De Quentin Tarantino
Avec Harvey Keitel, Tim Roth
Film américain - Policier
Sa note :
(5)
Sa critique : Si je trouve les derniers films de Quentin Tarantino très surestimés (Boulevard de la Mort et même Kill Bill, pour ne pas les citer), son premier long métrage reste un chef d´œuvre. Mais que puis-je rajouter lorsque tout a déjà été dit ? La force de Tarantino réside dans sa capacité à nous immerger totalement dans l´histoire qu´il construit dans ses films, et ce à la fois grâce à une narration non linéaire, qui réussit à ménager l’intrigue sans nous perdre, mais aussi grâce à la justesse des dialogues (la scène d´ouverture au café, entre Steve Buscemi qui explique pourquoi il ne donne jamais de pourboire ou QT qui développe sa théorie sur l´origine de Like A Virgin de Madonna est un monument d’écriture), à la psychologie des personnages, tous plus atypiques les uns que les autres, et enfin grâce à une ambiance enivrante, assurée par une bande son irréprochable (« Le super son des 70´s »).

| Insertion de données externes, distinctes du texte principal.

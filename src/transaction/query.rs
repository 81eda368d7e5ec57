//! Filtering, sorting and paging of transactions.

use rusqlite::{Connection, params_from_iter, types::Value};
use serde::{Deserialize, Serialize};
use time::Date;

use crate::{
    Error,
    database_id::{CostTypeId, PersonId},
    db::LOWERCASE_FUNCTION,
    pagination::Page,
    transaction::{
        DateRange, Transaction, TransactionType,
        core::{TRANSACTION_COLUMNS, query_transactions_with_cost_types},
    },
};

/// The column to sort query results by.
#[derive(Debug, Clone, Copy, Default, PartialEq, Eq, Serialize, Deserialize)]
#[serde(rename_all = "snake_case")]
pub enum SortBy {
    #[default]
    Date,
    Amount,
    Name,
    SubmitDate,
}

impl SortBy {
    fn column(self) -> &'static str {
        match self {
            SortBy::Date => "t.date",
            SortBy::Amount => "t.amount",
            SortBy::Name => "t.name",
            SortBy::SubmitDate => "t.submit_date",
        }
    }
}

/// The order to sort transactions in a query.
#[derive(Debug, Clone, Copy, Default, PartialEq, Eq, Serialize, Deserialize)]
pub enum SortOrder {
    /// Sort in order of increasing value.
    #[serde(rename = "asc")]
    Ascending,
    /// Sort in order of decreasing value.
    #[default]
    #[serde(rename = "desc")]
    Descending,
}

impl SortOrder {
    fn keyword(self) -> &'static str {
        match self {
            SortOrder::Ascending => "ASC",
            SortOrder::Descending => "DESC",
        }
    }
}

/// The filters, sort and page of a transaction query.
///
/// Every filter is optional and filters are combined with AND.
#[derive(Debug, Clone, Default, PartialEq, Serialize, Deserialize)]
#[serde(default)]
pub struct TransactionQuery {
    pub start_date: Option<Date>,
    pub end_date: Option<Date>,
    pub person_id: Option<PersonId>,
    /// Match transactions that have any of these cost types.
    pub cost_type_ids: Vec<CostTypeId>,
    /// Only match transactions without cost types, ignoring `cost_type_ids`.
    pub uncategorized: bool,
    pub min_amount: Option<f64>,
    pub max_amount: Option<f64>,
    pub is_cash: Option<bool>,
    pub transaction_type: Option<TransactionType>,
    /// Case-insensitive text to find in the name or description.
    pub search: Option<String>,
    pub sort_by: SortBy,
    pub sort_order: SortOrder,
    pub page: Option<u64>,
    pub page_size: Option<u64>,
}

/// One page of query results with totals over every matching transaction.
#[derive(Debug, Clone, PartialEq, Serialize, Deserialize)]
pub struct QueryResult {
    pub transactions: Vec<Transaction>,
    pub total_income: f64,
    pub total_expense: f64,
    /// Income minus expenses.
    pub balance: f64,
    /// The number of matching transactions across all pages.
    pub total: u64,
    pub total_pages: u64,
    pub current_page: u64,
    pub page_size: u64,
}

Le résultat est qu´on ne regarde pas seulement le film, on le vit, on l´expérimente, mais à la différence de l’approche de David Croneneberg qui nous montre la violence de la manière la plus frontale et réaliste possible afin d´en faire ressortir toute la laideur (A History of Violence, Les Promesses de l´Ombre), la violence est chez Tarantino magnifiée (le Mexican Standoff final en est un bel exemple). De cette cohabitation hyperréalisme-hyper esthétisation nait cette ambiance si particulière (si malsaine ?) aux films de QT. Le spectateur est complètement intégré au film, il fait véritablement partie du gang de braqueurs enfermé dans le hangar, il cherche à connaître la taupe, à savoir « où ca a merdé » et finalement assiste impuissant à sa brutale décomposition. On ressort de Reservoir Dogs avec les vêtements qui sentent la poudre et le sang, mais qu’est ce qu´on a trouvé ca jouissif …
De Guillermo del Toro
Avec Ron Perlman, Selma Blair
Film américain,allemand - Fantastique
Sa note :
(5)
Sa critique : Après un premier épisode fort honorable mais très en dessous de ce qu’on le sait maintenant capable de faire, Guillermo del Toro nous présente le deuxième opus des aventures de son démon préféré. Seulement depuis le premier Hellboy, il y a eu le succès mondial (critique ET populaire) du Labyrinthe de Pan, et vous savez quoi ? Et ben ca change tout. Parce que del Toro, encore tout auréolé de ses trois Oscars, est depuis revenu voir les producteurs avec son scénario et sa volonté (son besoin ?) d’avoir une totale liberté artistique, et ceux-ci n’ont pas eu d´autre choix que d´accepter … Libéré de toute contrainte il nous convie dans son nouveau monde, et nous plonge tour à tour dans le royaume souterrain des Elfes, dans le brouhaha du marché des trolls, ou encore au milieu d’une bataille contre un élémental. Del Toro creuse ses personnages (Abe Sapiens en particulier), agrandit son bestiaire et développe son univers, à la fois fantastique (présence des personnages classiques du genre : gobelins, elfes, trolls …), poétique (la mort de l´élémental est magique !), violent (Nuada), inquiétant (L´Ange de la Mort, les Légions d´Or) et tragique (Princesse Nuala). Bien éloigné du blockbuster tout en muscles que beaucoup de réalisateurs aurait construit autour d´un héros en apparence si bourrin, le résultat final est un conte merveilleux, au sens littéraire du mot : « le merveilleux n'est pas absurde ou insignifiant, il a sa raison d'être. Simplement, aucun déchiffrage, mythique ou structural, ne semble pouvoir le définir totalement. Le merveilleux reste une belle énigme, et c'est peut-être là son sens premier : donner à réfléchir, donner à rêver. » (Dictionnaire des littératures de langue française). Guillermo del Toro est actuellement le plus beau conteur d´histoires merveilleuses, et c’est peu dire que son Bilbo le Hobbit est attendu …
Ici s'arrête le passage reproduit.